I try to keep my grow room in the low to mid 70's. They seem to grow best for me at those temps. If I had CO2 I would have my temps in the 90's, but only then.


----------



## maineharvest (Apr 14, 2009)

I would also say 90 is too hot.  70s are ideal.  

Show us some pictures so we can help you out


----------



## WeedHopper (Apr 14, 2009)

What kind of lights,,and how close are they to your canopy?


----------



## malibujones (Apr 14, 2009)

I have the lights on for 18 hrs right now i turn them off at 7 am and on at 1 pm. i heard you should have the lights on for 18hr right now to help them. I have them on slaves right now and they are still babies. when the lights are off it is 80 degrees. I don't know how far apart they are someone else did it for me but I think that is OK. Has anyone ever left there light on by mistake before??? if so how did they save them?? The leafs are just going a little yellow.


----------



## The Hemp Goddess (Apr 14, 2009)

You need to get some ventilation in there.  You should be able to keep you lights on for 24 hours without worrying about your plants frying.  Get your temps at 80 or below.  And for goodness sakes, go buy a $5 timer!


----------



## earlmaster09 (Apr 14, 2009)

The Hemp Goddess said:
			
		

> You need to get some ventilation in there.  You should be able to keep you lights on for 24 hours without worrying about your plants frying.  Get your temps at 80 or below.  And for goodness sakes, go buy a $5 timer!

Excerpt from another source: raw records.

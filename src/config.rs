//! Engine configuration
//!
//! One [`EngineConfig`] drives test generation, property verification and
//! execution. It deserializes with defaults for every missing field, so an
//! external CLI layer can hand over a partial JSON document. Configuration
//! errors are the only fatal errors in the engine and are raised before any
//! work starts.

use serde::{Deserialize, Serialize};
use std::time::Duration;

use crate::domain::DEFAULT_BOUNDARY_DEPTH;

/// Pairwise interaction coverage
pub const DEFAULT_STRENGTH: usize = 2;

/// Default number of random bindings drawn per property
pub const DEFAULT_PROPERTY_SAMPLES: usize = 100;

/// Default cap on shrink rounds per counter-example
pub const DEFAULT_SHRINK_ROUND_LIMIT: usize = 1000;

/// Default worker pool size
pub const DEFAULT_WORKERS: usize = 4;

/// Result type for configuration validation
pub type ConfigResult<T> = Result<T, ConfigError>;

#[derive(Debug, Clone, PartialEq, Eq, thiserror::Error)]
pub enum ConfigError {
    #[error("strength must be at least 1, got {0}")]
    InvalidStrength(usize),

    #[error("boundary_depth must be at least 1, got {0}")]
    InvalidBoundaryDepth(usize),

    #[error("workers must be at least 1")]
    NoWorkers,

    #[error("shrink_round_limit must be at least 1")]
    ZeroShrinkRoundLimit,
}

/// Configuration for generation, verification and execution.
#[derive(Debug, Clone, PartialEq, Eq, Serialize, Deserialize)]
#[serde(default)]
pub struct EngineConfig {
    /// Interaction strength of the covering array (2 = pairwise)
    pub strength: usize,

    /// Nested composite levels expanded during boundary generation
    pub boundary_depth: usize,

    /// Random test cases appended after the covering array
    pub sample_count: usize,

    /// Random bindings drawn per property
    pub property_samples: usize,

    /// Seed for every random stream in a run
    pub seed: u64,

    /// Maximum shrink rounds before a counter-example is reported as
    /// bound-exhausted
    pub shrink_round_limit: usize,

    /// Size of the execution worker pool
    pub workers: usize,

    /// Run-wide deadline in milliseconds; work not started by then is skipped
    pub deadline_ms: Option<u64>,
}

impl Default for EngineConfig {
    fn default() -> Self {
        Self {
            strength: DEFAULT_STRENGTH,
            boundary_depth: DEFAULT_BOUNDARY_DEPTH,
            sample_count: 0,
            property_samples: DEFAULT_PROPERTY_SAMPLES,
            seed: 0,
            shrink_round_limit: DEFAULT_SHRINK_ROUND_LIMIT,
            workers: DEFAULT_WORKERS,
            deadline_ms: None,
        }
    }
}

impl EngineConfig {
    /// Fail fast on values that make a run meaningless.
    pub fn validate(&self) -> ConfigResult<()> {
        if self.strength < 1 {
            return Err(ConfigError::InvalidStrength(self.strength));
        }
        if self.boundary_depth < 1 {
            return Err(ConfigError::InvalidBoundaryDepth(self.boundary_depth));
        }
        if self.workers < 1 {
            return Err(ConfigError::NoWorkers);
        }
        if self.shrink_round_limit < 1 {
            return Err(ConfigError::ZeroShrinkRoundLimit);
        }
        Ok(())
    }

    pub fn deadline(&self) -> Option<Duration> {
        self.deadline_ms.map(Duration::from_millis)
    }
}

#[cfg(test)]
mod tests {
    use super::*;

    #[test]
    fn test_default_config_is_valid() {
        let config = EngineConfig::default();
        assert_eq!(config.strength, 2);
        assert!(config.validate().is_ok());
    }

    #[test]
    fn test_validation_failures() {
        let config = EngineConfig { strength: 0, ..EngineConfig::default() };
        assert_eq!(config.validate(), Err(ConfigError::InvalidStrength(0)));

        let config = EngineConfig { boundary_depth: 0, ..EngineConfig::default() };
        assert_eq!(config.validate(), Err(ConfigError::InvalidBoundaryDepth(0)));

        let config = EngineConfig { workers: 0, ..EngineConfig::default() };
        assert_eq!(config.validate(), Err(ConfigError::NoWorkers));
    }

    #[test]
    fn test_partial_json_uses_defaults() {
        let config: EngineConfig = serde_json::from_str(r#"{"strength": 3, "deadline_ms": 250}"#).unwrap();
        assert_eq!(config.strength, 3);
        assert_eq!(config.property_samples, DEFAULT_PROPERTY_SAMPLES);
        assert_eq!(config.deadline(), Some(Duration::from_millis(250)));
    }
}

i think if you grab the right target or home depot coupon you could get it for half that too...


----------



## D3 (Apr 14, 2009)

It sounds like you need a light timer to start with. Keep the room temp between 65 to 80 degrees. Ideal temps should 70 to 75. your room is way too hot. You said the plant are babies. How long has it been sence they have sprouted? They should not go under the high intensity lights for 3 to 4 weeks after sprouting. You need to get your room dialed in before you start a crop.


----------



## malibujones (Apr 15, 2009)

I can't put a timer on them yet I have to wait till they Veg first


----------



## Hick (Apr 15, 2009)

..if they are vegging, 24 hours is fine. But "why" _can't_ you put a timer on them now? 
inconsitant light cycles are "not" good for your plants.


----------



## The Hemp Goddess (Apr 15, 2009)

malibujones said:
			
		

> I can't put a timer on them yet I have to wait till they Veg first



  I'm confused.  Why can't you put a timer on them?  Either keep the lights on 24/7 or set up a 18/6 light schedule with a timer.  I'm with Hick--irregular light cycles are bad for your babies.


----------



## WeedHopper (Apr 15, 2009)

I just typed a freaken paragraph and got SERVER BUSY,%^^$#SOB$%^&*^%%^%^MF*#$^  OK IM better now. Bro,,yur gonna have to break down and spend a little money if ya want good BUD. I paid 7 bucks for a 2 plug timer at Wallgreens that works great. Light amd timing is a must.


----------



## D3 (Apr 15, 2009)

Dude, a timer is one of those things you NEED for a good grow. To me it's as important as water. Well, I guess I wont go that far. It will stop you from the headache of having to mess with it. Plus, what Hick said. Without a stable time cycle your plants will freekout.


----------